Я заходил в тамбур бокса, закрывался изнутри, чтобы во время вскрытия ампулы никто не открыл дверь бокса и не нарушил стерильности, менял халат, одевал стерильные перчатки и входил внутрь бокса. Я обрабатывал рабочий стол спиртом, зажигал газовую горелку, брал штатив с набором питательных сред для разнообразных микробов, в том числе тех, которые могут вызывать заражение крови (сепсис), столбняк или газовую гангрену, обрабатывал ампулу, над пламенем горелки надламывал горлышко ампулы, пипеткой высасывал содержимое и переносил в пробирки с питательными средами. Нужно было проверить (выборочно) из каждой серии лекарств пять ампул. Иногда спирт вспыхивал так ярко, что, казалось, огонь перекинется на весь лабораторный стол, захватит халат, обожжет лицо и руки. Работа требовала крайнего внимания и напряжения, но была абсолютно отупляющей. Иногда в посевах витаминов и других лекарств обнаруживались микроорганизмы. Чаще всего, обитающие в воздухе, воде, почве. Приходилось браковать большие партии продукции. Начальство во всем винило нас — микробиологов, заставляло повторять анализы. Случалось, что рост микробов не подтверждался. Это значило, что невидимые паразиты могли попасть в питательные среды во время нашей работы в боксе. Директор завода или главный инженер спускались со своих высот в лабораторию и устраивали дикий разнос с упреками в саботаже и намеренном срыве производственного плана завода.
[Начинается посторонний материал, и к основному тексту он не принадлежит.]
use super::builder::DEFAULT_SAFETY_FACTOR;
use super::code_check::{DEFAULT_MAX_LINE_LENGTH, DEFAULT_MAX_WHITESPACE_RUN};
use super::validation::{DEFAULT_THICKNESS_MARGIN, DEFAULT_TOLERANCE};
use std::path::PathBuf;
use thiserror::Error;

pub const DEFAULT_SOURCE_EXTENSION: &str = "java";
pub const DEFAULT_SCRIPT_NAME: &str = "run.bat";
pub const DEFAULT_SOLVER_COMMAND: &str = "comsol";
pub const DEFAULT_NUM_CORES: usize = 4;

#[derive(Debug, Error, PartialEq, Clone)]
pub enum ConfigError {
    #[error("Missing required parameter: {0}")]
    MissingParameter(&'static str),
    #[error("Invalid value for '{parameter}': {reason}")]
    InvalidValue {
        parameter: &'static str,
        reason: String,
    },
}

#[derive(Debug, Clone, PartialEq)]
pub struct OutputConfig {
    pub base_dir: PathBuf,
    /// Fixed run id; a timestamped id is generated when absent.
    pub run_id: Option<String>,
    pub source_extension: String,
    pub script_name: String,
}

#[derive(Debug, Clone, PartialEq)]
pub struct ValidationConfig {
    pub enabled: bool,
    /// Promote geometry warnings to errors.
    pub strict: bool,
    pub tolerance: f64,
    pub thickness_margin: f64,
}

#[derive(Debug, Clone, PartialEq)]
pub struct CodeCheckConfig {
    pub max_line_length: usize,
    pub max_whitespace_run: usize,
}

#[derive(Debug, Clone, PartialEq)]
pub struct SolverConfig {
    pub command: String,
    pub num_cores: usize,
}

#[derive(Debug, Clone, PartialEq)]
pub struct GenerationConfig {
    pub output: OutputConfig,
    pub validation: ValidationConfig,
    pub safety_factor: f64,
    pub code_check: CodeCheckConfig,
    pub solver: SolverConfig,
}

#[derive(Default)]
pub struct GenerationConfigBuilder {
    output_base_dir: Option<PathBuf>,
    run_id: Option<String>,
    source_extension: Option<String>,
    script_name: Option<String>,
    validation_enabled: Option<bool>,
    strict: Option<bool>,
    tolerance: Option<f64>,
    thickness_margin: Option<f64>,
    safety_factor: Option<f64>,
    max_line_length: Option<usize>,
    max_whitespace_run: Option<usize>,
    solver_command: Option<String>,
    num_cores: Option<usize>,
}

impl GenerationConfigBuilder {
    pub fn new() -> Self {
        Self::default()
    }

    pub fn output_base_dir(mut self, dir: PathBuf) -> Self {
        self.output_base_dir = Some(dir);
        self
    }
    pub fn run_id(mut self, run_id: Option<String>) -> Self {
        self.run_id = run_id;
        self
    }
    pub fn source_extension(mut self, extension: String) -> Self {
        self.source_extension = Some(extension);
        self
    }
    pub fn script_name(mut self, name: String) -> Self {
        self.script_name = Some(name);
        self
    }
    pub fn validation_enabled(mut self, enabled: bool) -> Self {
        self.validation_enabled = Some(enabled);
        self
    }
    pub fn strict(mut self, strict: bool) -> Self {
        self.strict = Some(strict);
        self
    }
    pub fn tolerance(mut self, tolerance: f64) -> Self {
        self.tolerance = Some(tolerance);
        self
    }
    pub fn thickness_margin(mut self, margin: f64) -> Self {
        self.thickness_margin = Some(margin);
        self
    }
    pub fn safety_factor(mut self, factor: f64) -> Self {
        self.safety_factor = Some(factor);
        self
    }
    pub fn max_line_length(mut self, length: usize) -> Self {
        self.max_line_length = Some(length);
        self
    }
    pub fn max_whitespace_run(mut self, run: usize) -> Self {
        self.max_whitespace_run = Some(run);
        self
    }
    pub fn solver_command(mut self, command: String) -> Self {
        self.solver_command = Some(command);
        self
    }
    pub fn num_cores(mut self, n: usize) -> Self {
        self.num_cores = Some(n);
        self
    }

    pub fn build(self) -> Result<GenerationConfig, ConfigError> {
        let output = OutputConfig {
            base_dir: self
                .output_base_dir
                .ok_or(ConfigError::MissingParameter("output_base_dir"))?,
            run_id: self.run_id,
            source_extension: self
                .source_extension
                .unwrap_or_else(|| DEFAULT_SOURCE_EXTENSION.to_string()),
            script_name: self
                .script_name
                .unwrap_or_else(|| DEFAULT_SCRIPT_NAME.to_string()),
        };
        if let Some(run_id) = &output.run_id {
            if !is_valid_dir_name(run_id) {
                return Err(invalid("run_id", format!("'{}' is not a valid directory name", run_id)));
            }
        }

        let validation = ValidationConfig {
            enabled: self.validation_enabled.unwrap_or(true),
            strict: self.strict.unwrap_or(false),
            tolerance: self.tolerance.unwrap_or(DEFAULT_TOLERANCE),
            thickness_margin: self.thickness_margin.unwrap_or(DEFAULT_THICKNESS_MARGIN),
        };
        if !(validation.tolerance > 0.0) {
            return Err(invalid("tolerance", "must be positive"));
        }
        if !(validation.thickness_margin >= 0.0) {
            return Err(invalid("thickness_margin", "must not be negative"));
        }

        let safety_factor = self.safety_factor.unwrap_or(DEFAULT_SAFETY_FACTOR);
        if !(safety_factor > 0.0 && safety_factor <= 1.0) {
            return Err(invalid("safety_factor", "must be within (0, 1]"));
        }

        let code_check = CodeCheckConfig {
            max_line_length: self.max_line_length.unwrap_or(DEFAULT_MAX_LINE_LENGTH),
            max_whitespace_run: self.max_whitespace_run.unwrap_or(DEFAULT_MAX_WHITESPACE_RUN),
        };
        if code_check.max_line_length == 0 || code_check.max_whitespace_run == 0 {
            return Err(invalid("code_check", "limits must be positive"));
        }

        let solver = SolverConfig {
            command: self
                .solver_command
                .unwrap_or_else(|| DEFAULT_SOLVER_COMMAND.to_string()),
            num_cores: self.num_cores.unwrap_or(DEFAULT_NUM_CORES),
        };
        if solver.num_cores == 0 {
            return Err(invalid("num_cores", "must be at least 1"));
        }

        Ok(GenerationConfig {
            output,
            validation,
            safety_factor,
            code_check,
            solver,
        })
    }
}

/// Whether `name` names a single directory directly below its parent.
pub fn is_valid_dir_name(name: &str) -> bool {
    !name.is_empty() && !name.contains(['/', '\\']) && name != "." && name != ".."
}

fn invalid(parameter: &'static str, reason: impl Into<String>) -> ConfigError {
    ConfigError::InvalidValue {
        parameter,
        reason: reason.into(),
    }
}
Моя коллега, сонная дева с дипломом биофака педагогического института, стоически сносила упреки и разносы. Меня это полностью выводило из равновесия. Вольная жизнь в уральской деревне во время войны и эвакуации, мальчишеская дворовая вольница в послевоенном Ленинграде, когда матери были на заводах, относительно либеральное послесталинское время, когда я учился в медицинском институте, уважительное отношение ко мне армейских командиров и солдат в танковой части способствовали формированию моих взглядов на этику отношений с теми, кому я подчинялся и кто был в моем подчинении. Я взял себе за правило на всю жизнь не выговаривать лаборантам, медсестрам или санитарам, но и не переносил выговоров себе, особенно публичных и на повышенных тонах.